Mmegi Staff Writer, MPHO MOKWAPE shares her experience of walking 100 kilometres for the greater good in the recent Midnight Walk held in Makgadikgadi by YCare
By Mpho Mokwape Fri 07 Sep 2018, 11:58 am (GMT +2)
Mmegi Online :: Makgadikgadi Pans: A walk at midnight








The offer to experience the epic walk just landed in my path unexpectedly and I jumped at the opportunity. Firstly I viewed it as a chance to get away for ‘fresh air’.  Secondly, I had never been to the pans and I figured it would be a great experience. Lastly and most importantly, the Midnight Walk is for charity and who wouldn’t want to be part of a cause meant to change someone’s life. The participating teams met and we set off on Friday as the walk was scheduled to commence the very same day.

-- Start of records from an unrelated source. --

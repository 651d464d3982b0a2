//! v001 -- Document table.
//!
//! Every document of every collection lives in one table. Subcollections are
//! ordinary collections whose path embeds the parent document
//! (`calls/<id>/offerCandidates`). `seq` preserves insertion order, which is
//! the order change subscribers observe.

use rusqlite::Connection;

/// SQL executed when upgrading from version 0 to version 1.
const UP_SQL: &str = r#"
CREATE TABLE IF NOT EXISTS documents (
    seq         INTEGER PRIMARY KEY AUTOINCREMENT,
    collection  TEXT NOT NULL,               -- e.g. "calls", "calls/<id>/offerCandidates"
    id          TEXT NOT NULL,               -- store-assigned document id
    data        TEXT NOT NULL,               -- JSON object
    created_at  TEXT NOT NULL,               -- RFC-3339
    updated_at  TEXT NOT NULL,

    UNIQUE (collection, id)
);

CREATE INDEX IF NOT EXISTS idx_documents_collection_seq
    ON documents(collection, seq);
"#;

/// Apply the initial migration.
pub fn up(conn: &Connection) -> Result<(), rusqlite::Error> {
    conn.execute_batch(UP_SQL)
}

We arrived in Mosu just in time for a little rest before we took off for the walk at 6pm.

As it is the norm with most villages, we get off the bus at the main Kgotla where we are supposed to be introduced to the village Chief while waiting for the remaining team.

It was not long that the rest of the team arrived and we walked to the camp, on the outskirts of Mosu, just as you enter the pans.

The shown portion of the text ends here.